> Try it: Your answer should consist of the lines below that hold the word "malformed".

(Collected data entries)

::::::

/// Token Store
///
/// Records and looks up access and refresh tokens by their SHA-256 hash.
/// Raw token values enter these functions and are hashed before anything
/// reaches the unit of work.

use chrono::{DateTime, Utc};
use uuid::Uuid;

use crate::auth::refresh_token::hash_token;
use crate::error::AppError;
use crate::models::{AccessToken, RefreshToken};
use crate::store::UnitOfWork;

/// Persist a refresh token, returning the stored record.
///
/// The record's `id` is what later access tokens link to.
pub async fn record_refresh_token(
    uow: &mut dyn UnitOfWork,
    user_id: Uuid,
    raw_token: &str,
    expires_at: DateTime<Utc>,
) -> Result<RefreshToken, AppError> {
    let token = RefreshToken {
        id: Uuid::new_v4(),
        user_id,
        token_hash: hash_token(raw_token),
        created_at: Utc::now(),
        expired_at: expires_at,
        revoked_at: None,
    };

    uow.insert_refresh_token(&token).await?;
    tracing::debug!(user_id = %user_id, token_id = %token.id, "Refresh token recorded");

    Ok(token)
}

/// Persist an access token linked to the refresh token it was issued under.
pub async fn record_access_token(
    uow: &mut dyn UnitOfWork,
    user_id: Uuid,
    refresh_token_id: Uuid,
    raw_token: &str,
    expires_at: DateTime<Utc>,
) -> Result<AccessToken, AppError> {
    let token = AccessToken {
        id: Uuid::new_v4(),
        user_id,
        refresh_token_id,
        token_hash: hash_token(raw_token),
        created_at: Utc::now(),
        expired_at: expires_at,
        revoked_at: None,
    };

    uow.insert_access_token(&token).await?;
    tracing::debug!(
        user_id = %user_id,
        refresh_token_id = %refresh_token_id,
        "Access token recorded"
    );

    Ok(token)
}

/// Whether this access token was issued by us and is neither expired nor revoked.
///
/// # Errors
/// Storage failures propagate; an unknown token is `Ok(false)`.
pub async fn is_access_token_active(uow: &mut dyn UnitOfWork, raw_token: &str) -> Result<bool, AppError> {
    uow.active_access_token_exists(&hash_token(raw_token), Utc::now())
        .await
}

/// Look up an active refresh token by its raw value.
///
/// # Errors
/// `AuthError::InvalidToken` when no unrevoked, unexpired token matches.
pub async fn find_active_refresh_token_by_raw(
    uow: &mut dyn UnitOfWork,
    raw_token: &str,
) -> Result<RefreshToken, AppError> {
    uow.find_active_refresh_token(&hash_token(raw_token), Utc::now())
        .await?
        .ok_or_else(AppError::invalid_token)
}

::::::

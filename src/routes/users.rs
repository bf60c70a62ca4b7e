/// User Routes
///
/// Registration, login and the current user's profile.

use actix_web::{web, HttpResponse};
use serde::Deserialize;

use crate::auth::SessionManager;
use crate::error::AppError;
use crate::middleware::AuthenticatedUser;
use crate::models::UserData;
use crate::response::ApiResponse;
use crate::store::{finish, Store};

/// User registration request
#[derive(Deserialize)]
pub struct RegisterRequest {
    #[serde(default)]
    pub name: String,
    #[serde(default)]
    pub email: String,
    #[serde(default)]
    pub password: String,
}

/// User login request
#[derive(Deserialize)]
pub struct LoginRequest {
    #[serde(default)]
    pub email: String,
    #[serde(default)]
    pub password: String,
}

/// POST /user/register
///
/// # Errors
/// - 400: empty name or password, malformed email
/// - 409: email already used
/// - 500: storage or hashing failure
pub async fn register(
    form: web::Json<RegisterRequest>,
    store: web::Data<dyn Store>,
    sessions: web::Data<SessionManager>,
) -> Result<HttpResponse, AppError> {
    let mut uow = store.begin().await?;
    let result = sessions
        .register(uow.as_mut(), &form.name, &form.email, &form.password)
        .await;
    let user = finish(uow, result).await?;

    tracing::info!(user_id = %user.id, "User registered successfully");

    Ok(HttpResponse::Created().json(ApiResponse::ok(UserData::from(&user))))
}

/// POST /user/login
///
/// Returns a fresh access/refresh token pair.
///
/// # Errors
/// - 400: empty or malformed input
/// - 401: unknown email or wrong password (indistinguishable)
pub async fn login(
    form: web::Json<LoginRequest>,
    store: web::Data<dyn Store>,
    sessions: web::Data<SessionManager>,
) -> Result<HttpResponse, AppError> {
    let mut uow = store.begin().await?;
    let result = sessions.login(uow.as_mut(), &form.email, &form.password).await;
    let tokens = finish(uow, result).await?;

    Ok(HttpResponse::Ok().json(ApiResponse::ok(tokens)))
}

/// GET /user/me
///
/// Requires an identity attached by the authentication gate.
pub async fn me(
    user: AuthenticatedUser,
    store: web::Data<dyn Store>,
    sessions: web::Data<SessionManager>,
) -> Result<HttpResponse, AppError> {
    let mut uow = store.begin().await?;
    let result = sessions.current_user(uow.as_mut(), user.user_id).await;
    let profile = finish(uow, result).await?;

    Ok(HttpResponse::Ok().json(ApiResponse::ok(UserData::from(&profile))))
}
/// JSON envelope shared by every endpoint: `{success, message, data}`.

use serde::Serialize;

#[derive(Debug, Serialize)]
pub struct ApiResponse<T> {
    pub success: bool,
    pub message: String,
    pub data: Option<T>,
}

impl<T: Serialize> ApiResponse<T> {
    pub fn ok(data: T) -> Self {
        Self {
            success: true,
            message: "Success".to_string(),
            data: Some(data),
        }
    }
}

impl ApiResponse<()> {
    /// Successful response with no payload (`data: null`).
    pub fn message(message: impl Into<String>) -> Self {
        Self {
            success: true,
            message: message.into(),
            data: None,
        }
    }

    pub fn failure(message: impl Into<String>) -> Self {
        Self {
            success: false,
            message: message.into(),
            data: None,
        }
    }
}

::::::

> Response area:
/// - 400: empty name or password, malformed email
/// - 400: empty or malformed input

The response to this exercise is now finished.